Mais le système dievexois a du sens malgré tout. Ma mère a pris la responsabilité de m'avoir ; c'était son choix à elle. Mon beau-père est juste tombé amoureux d'elle. Puis il est devenu mon père. Mais, légalement, il ne pouvait pas être mon père sans épouser ma mère. C'était rationnel comme interdiction : parce que ça m'aurait déchirée quand ils se seraient séparés, de perdre mon père ou de devoir m'en séparer ne serait-ce qu'à moitié. Sauf que ça m'a déchirée de toute manière ! Sauf que c'était mon père de toute manière, quoi qu'en dise le gouvernement ! La loi n'y peut rien. Elle ne peut pas nous dire de ne pas nous attacher. Et je trouve ça bête que la loi ne fasse pas de lui mon père alors que si ma mère s'était mariée plus tard, par exemple à mes dix-sept and, l'homme qu'elle aurait alors épousé serait lui automatiquement devenu mon père, du seul fait de son mariage. Ça n'a aucun sens vu qu'il ne m'aurait pas élevée. Mon beau-père n'était peut-être pas marié à ma mère ; mais il m'a élevée et c'est ça qui compte.

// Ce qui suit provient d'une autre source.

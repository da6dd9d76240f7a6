//! Synthetic triplet traces with Gaussian noise.

use rand::prelude::*;
use rand::rngs::StdRng;
use rand_distr::Normal;
use tracing::debug;

use crate::domain::{Trace, TripletParams};
use crate::error::AppError;

/// Everything needed to generate a reproducible synthetic trace.
#[derive(Debug, Clone, PartialEq)]
pub struct SyntheticSpec {
    pub params: TripletParams,
    pub n_points: usize,
    pub x_min: f64,
    pub x_max: f64,
    /// Standard deviation of the additive noise (0 for a clean trace).
    pub noise_sigma: f64,
    pub seed: u64,
}

impl Default for SyntheticSpec {
    /// Peak triplet on `[-1, 1]` with sidebands at ±0.5 and mild noise.
    fn default() -> Self {
        Self {
            params: TripletParams::from_slice(&[0.0, 1.0, 1.0, 0.1, -0.5, 0.1, 0.02, 0.5, 0.1, 0.05]),
            n_points: 2001,
            x_min: -1.0,
            x_max: 1.0,
            noise_sigma: 0.005,
            seed: 42,
        }
    }
}

/// Sample the triplet on an evenly spaced grid and add noise.
pub fn generate_triplet_trace(spec: &SyntheticSpec) -> Result<Trace, AppError> {
    if spec.n_points < 2 {
        return Err(AppError::new(2, "Synthetic trace needs at least 2 points."));
    }
    if !(spec.x_min.is_finite() && spec.x_max.is_finite() && spec.x_max > spec.x_min) {
        return Err(AppError::new(2, "Invalid x range for synthetic trace."));
    }
    if !(spec.noise_sigma.is_finite() && spec.noise_sigma >= 0.0) {
        return Err(AppError::new(2, "Noise sigma must be finite and >= 0."));
    }

    let mut rng = StdRng::seed_from_u64(spec.seed);
    let normal = Normal::new(0.0, 1.0).map_err(|e| AppError::new(4, format!("Noise distribution error: {e}")))?;

    let step = (spec.x_max - spec.x_min) / (spec.n_points as f64 - 1.0);
    let mut x = Vec::with_capacity(spec.n_points);
    let mut y = Vec::with_capacity(spec.n_points);
    for i in 0..spec.n_points {
        let xi = spec.x_min + step * i as f64;
        let noise = if spec.noise_sigma > 0.0 {
            spec.noise_sigma * normal.sample(&mut rng)
        } else {
            0.0
        };
        x.push(xi);
        y.push(spec.params.eval(xi) + noise);
    }
    debug!(n = spec.n_points, sigma = spec.noise_sigma, seed = spec.seed, "synthetic trace");

    Ok(Trace::new(x, y)?)
}

#[cfg(test)]
mod tests {
    use super::*;

    #[test]
    fn same_seed_gives_same_trace() {
        let spec = SyntheticSpec::default();
        let a = generate_triplet_trace(&spec).unwrap();
        let b = generate_triplet_trace(&spec).unwrap();
        assert_eq!(a, b);

        let other = generate_triplet_trace(&SyntheticSpec { seed: 7, ..spec }).unwrap();
        assert_ne!(a.y, other.y);
    }

    #[test]
    fn clean_trace_matches_model() {
        let spec = SyntheticSpec {
            noise_sigma: 0.0,
            n_points: 11,
            ..SyntheticSpec::default()
        };
        let t = generate_triplet_trace(&spec).unwrap();
        assert_eq!(t.len(), 11);
        assert_eq!(t.x[0], -1.0);
        assert!((t.x[10] - 1.0).abs() < 1e-12);
        assert_eq!(t.y[5], spec.params.eval(t.x[5]));
    }

    #[test]
    fn invalid_settings_are_rejected() {
        let bad_range = SyntheticSpec {
            x_min: 1.0,
            x_max: 1.0,
            ..SyntheticSpec::default()
        };
        assert_eq!(generate_triplet_trace(&bad_range).unwrap_err().exit_code(), 2);

        let bad_sigma = SyntheticSpec {
            noise_sigma: -1.0,
            ..SyntheticSpec::default()
        };
        assert!(generate_triplet_trace(&bad_sigma).is_err());
    }
}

Nos parents sont ceux qui nous élèvent. Mais, c'est vrai que parfois il y a des abandons ou des changements de couples, qui font que c'est dur de fixer l'âge à partir duquel on ne peut pas dire que la personne nous a élevés. Peut-être que les enfants devraient pouvoir déterminer eux-mêmes qui sont leurs parents ? Ou peut-être qu'on s'en fiche. On s'en fiche des mots écrits sur les papiers officiels, tant qu'on est libres de faire les choix que l'on veut. Peu importe qu'il ne soit pas officiellement mon père, tant que ma mère me laisse le voir autant que je veux.

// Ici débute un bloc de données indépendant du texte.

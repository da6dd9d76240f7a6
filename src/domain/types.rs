//! Shared domain types.
//!
//! These types are intentionally small value objects: every fit call creates
//! them, hands them back to the caller, and never mutates them afterwards.

use std::path::PathBuf;

use nalgebra::DMatrix;
use serde::{Deserialize, Serialize};

use crate::error::{FitError, FitResult};
use crate::math::LmOptions;
use crate::models::{lorentzian, lorentzian_triplet};

/// An ordered `(x, y)` sample series.
///
/// `x` is expected to be monotonic (sweep order) but this is not enforced.
#[derive(Debug, Clone, PartialEq, Serialize, Deserialize)]
pub struct Trace {
    pub x: Vec<f64>,
    pub y: Vec<f64>,
}

impl Trace {
    pub fn new(x: Vec<f64>, y: Vec<f64>) -> FitResult<Self> {
        if x.len() != y.len() {
            return Err(FitError::shape(format!(
                "x has {} samples but y has {}",
                x.len(),
                y.len()
            )));
        }
        Ok(Self { x, y })
    }

    pub fn len(&self) -> usize {
        self.x.len()
    }

    pub fn is_empty(&self) -> bool {
        self.x.is_empty()
    }

    /// The same trace with `y` negated (dip <-> peak).
    pub fn negated(&self) -> Trace {
        Trace {
            x: self.x.clone(),
            y: self.y.iter().map(|v| -v).collect(),
        }
    }
}

/// Which lineshape a fit used.
#[derive(Debug, Clone, Copy, PartialEq, Eq, Serialize, Deserialize)]
#[serde(rename_all = "lowercase")]
pub enum ModelKind {
    Lorentzian,
    Triplet,
}

impl ModelKind {
    pub fn display_name(self) -> &'static str {
        match self {
            ModelKind::Lorentzian => "Lorentzian",
            ModelKind::Triplet => "Lorentzian triplet",
        }
    }

    pub fn param_names(self) -> &'static [&'static str] {
        match self {
            ModelKind::Lorentzian => &LorentzianParams::NAMES,
            ModelKind::Triplet => &TripletParams::NAMES,
        }
    }
}

/// Parameters of a single Lorentzian: center, baseline, amplitude, full width.
#[derive(Debug, Clone, Copy, PartialEq, Serialize, Deserialize)]
pub struct LorentzianParams {
    pub x0: f64,
    pub y0: f64,
    pub amp: f64,
    pub fwhm: f64,
}

impl LorentzianParams {
    pub const LEN: usize = 4;
    pub const NAMES: [&'static str; 4] = ["x0", "y0", "amp", "fwhm"];

    pub fn to_array(self) -> [f64; 4] {
        [self.x0, self.y0, self.amp, self.fwhm]
    }

    /// Build from a flat parameter vector in `NAMES` order.
    ///
    /// # Panics
    /// Panics if `p` has fewer than four entries.
    pub fn from_slice(p: &[f64]) -> Self {
        Self {
            x0: p[0],
            y0: p[1],
            amp: p[2],
            fwhm: p[3],
        }
    }

    pub fn eval(&self, x: f64) -> f64 {
        lorentzian(x, self.x0, self.y0, self.amp, self.fwhm)
    }

    /// Model value at the center (`y0 + amp`).
    pub fn extremum(&self) -> f64 {
        self.y0 + self.amp
    }
}

/// A flanking Lorentzian of a triplet. Its baseline is the central `y0`.
#[derive(Debug, Clone, Copy, PartialEq, Serialize, Deserialize)]
pub struct Sideband {
    pub x: f64,
    pub amp: f64,
    pub fwhm: f64,
}

/// Central Lorentzian plus two sidebands sharing one baseline.
#[derive(Debug, Clone, Copy, PartialEq, Serialize, Deserialize)]
pub struct TripletParams {
    pub center: LorentzianParams,
    pub left: Sideband,
    pub right: Sideband,
}

impl TripletParams {
    pub const LEN: usize = 10;
    pub const NAMES: [&'static str; 10] = [
        "x0", "y0", "amp", "fwhm", "xl", "ampl", "fwhml", "xr", "ampr", "fwhmr",
    ];

    pub fn to_array(self) -> [f64; 10] {
        let c = self.center;
        [
            c.x0,
            c.y0,
            c.amp,
            c.fwhm,
            self.left.x,
            self.left.amp,
            self.left.fwhm,
            self.right.x,
            self.right.amp,
            self.right.fwhm,
        ]
    }

    /// Build from a flat parameter vector in `NAMES` order.
    ///
    /// # Panics
    /// Panics if `p` has fewer than ten entries.
    pub fn from_slice(p: &[f64]) -> Self {
        Self {
            center: LorentzianParams::from_slice(&p[..4]),
            left: Sideband {
                x: p[4],
                amp: p[5],
                fwhm: p[6],
            },
            right: Sideband {
                x: p[7],
                amp: p[8],
                fwhm: p[9],
            },
        }
    }

    pub fn eval(&self, x: f64) -> f64 {
        lorentzian_triplet(x, &self.to_array())
    }

    /// Distance between the right and left sideband centers.
    pub fn sideband_separation(&self) -> f64 {
        self.right.x - self.left.x
    }
}

/// Optional seeds for a single-Lorentzian fit. Missing fields are derived from data.
#[derive(Debug, Clone, Copy, Default, PartialEq)]
pub struct LorentzianGuess {
    pub x0: Option<f64>,
    pub y0: Option<f64>,
    pub amp: Option<f64>,
    pub fwhm: Option<f64>,
}

/// Optional seeds for a triplet fit.
#[derive(Debug, Clone, Copy, Default, PartialEq)]
pub struct TripletGuess {
    pub x0: Option<f64>,
    pub y0: Option<f64>,
    pub amp: Option<f64>,
    pub fwhm: Option<f64>,
    pub xl: Option<f64>,
    pub ampl: Option<f64>,
    pub fwhml: Option<f64>,
    pub xr: Option<f64>,
    pub ampr: Option<f64>,
    pub fwhmr: Option<f64>,
}

impl TripletGuess {
    pub fn is_empty(&self) -> bool {
        self.fields().iter().all(Option::is_none)
    }

    pub fn fields(&self) -> [Option<f64>; 10] {
        [
            self.x0, self.y0, self.amp, self.fwhm, self.xl, self.ampl, self.fwhml, self.xr, self.ampr,
            self.fwhmr,
        ]
    }
}

/// How a triplet fit is seeded.
///
/// Seeding is all-or-nothing: either the estimator walks the data
/// (`AutoEstimate`), or the caller's seeds are used with fixed fallbacks for
/// whatever is missing (`Explicit`). There is no mixed mode.
#[derive(Debug, Clone, Copy, PartialEq)]
pub enum TripletSeed {
    /// Locate the central feature and both sidebands from the data.
    /// `inverted` selects dip-seeking instead of peak-seeking.
    AutoEstimate { inverted: bool },
    /// Use caller-supplied seeds.
    Explicit(TripletGuess),
}

impl TripletSeed {
    /// `AutoEstimate` when no seed is given, `Explicit` as soon as one is.
    pub fn from_guess(guess: TripletGuess, inverted: bool) -> Self {
        if guess.is_empty() {
            TripletSeed::AutoEstimate { inverted }
        } else {
            TripletSeed::Explicit(guess)
        }
    }
}

/// Per-parameter box constraints.
#[derive(Debug, Clone, PartialEq, Serialize, Deserialize)]
pub struct Bounds {
    pub lower: Vec<f64>,
    pub upper: Vec<f64>,
}

impl Bounds {
    pub fn unbounded(n: usize) -> Self {
        Self {
            lower: vec![f64::NEG_INFINITY; n],
            upper: vec![f64::INFINITY; n],
        }
    }

    /// Constrain parameter `idx` to `[lo, hi]`.
    pub fn with_param(mut self, idx: usize, lo: f64, hi: f64) -> Self {
        if idx < self.lower.len() {
            self.lower[idx] = lo;
            self.upper[idx] = hi;
        }
        self
    }

    pub fn validate(&self, n_params: usize) -> FitResult<()> {
        if self.lower.len() != n_params || self.upper.len() != n_params {
            return Err(FitError::shape(format!(
                "bounds must have {n_params} entries (got lower={}, upper={})",
                self.lower.len(),
                self.upper.len()
            )));
        }
        for (i, (lo, hi)) in self.lower.iter().zip(&self.upper).enumerate() {
            if lo.is_nan() || hi.is_nan() || lo > hi {
                return Err(FitError::shape(format!(
                    "invalid bounds for parameter {i}: [{lo}, {hi}]"
                )));
            }
        }
        Ok(())
    }

    pub fn clamp(&self, params: &mut [f64]) {
        for ((p, lo), hi) in params.iter_mut().zip(&self.lower).zip(&self.upper) {
            *p = p.clamp(*lo, *hi);
        }
    }
}

/// Fit quality diagnostics.
#[derive(Debug, Clone, Copy, PartialEq, Serialize, Deserialize)]
pub struct FitQuality {
    pub sse: f64,
    pub rmse: f64,
    pub n: usize,
    pub iterations: usize,
}

/// Fitted parameters plus their covariance.
#[derive(Debug, Clone, PartialEq)]
pub struct FitOutcome<P> {
    pub params: P,
    /// `n_params x n_params`, scaled by the residual variance.
    pub covariance: DMatrix<f64>,
    pub quality: FitQuality,
}

impl<P> FitOutcome<P> {
    /// One-sigma parameter uncertainties (square root of the covariance diagonal).
    pub fn std_errors(&self) -> Vec<f64> {
        (0..self.covariance.nrows())
            .map(|i| self.covariance[(i, i)].abs().sqrt())
            .collect()
    }
}

/// A run's configuration as understood by the pipeline.
///
/// Derived from CLI flags (plus `.env` / environment defaults).
#[derive(Debug, Clone)]
pub struct AnalysisConfig {
    /// EOM modulation frequency in the calibrated unit (e.g. MHz).
    pub eom_frequency: Option<f64>,
    /// Treat the central feature as a transmission dip.
    pub invert: bool,
    pub solver: LmOptions,

    pub plot: bool,
    pub plot_width: usize,
    pub plot_height: usize,

    pub export_json: Option<PathBuf>,
}

impl Default for AnalysisConfig {
    fn default() -> Self {
        Self {
            eom_frequency: None,
            invert: true,
            solver: LmOptions::default(),
            plot: false,
            plot_width: 100,
            plot_height: 25,
            export_json: None,
        }
    }
}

Ce qui fait de nous des parents, ce n'est pas d'avoir pris la décision d'aller jusqu'au centre demander un enfant et de l'avoir attendu plusieurs mois. Ce qui fait de nous des parents, c'est d'aimer et d'élever nos enfants. Et, si je me marie un jour, mon mari et moi serons parents ensemble, forcément. C'est le sens du mariage aussi. Le système n'est pas si mal fait. Être parent, c'est un engagement pour la vie. Le mariage aussi. A Dievex du moins. Si on se marie, on peut avoir des enfants ensemble. Et c'est très beau de vivre la vie et la parentalité à deux. Mais être parent c'est beau de toute manière ; et je ne vais pas passer encore quinze ans à attendre le prince charmant en me privant entre temps de donner l'amour parental que j'ai à donner. Alors je suis heureuse de vivre dans un monde qui me donne le droit d'aller faire une demande d'enfant dès que je souhaiterais me lancer dans cette phase de ma vie. Alors qu'à Chesna j'aurais dû me caser avec le premier venu (ou le deuxième, ou le troisième), pour pouvoir faire un enfant.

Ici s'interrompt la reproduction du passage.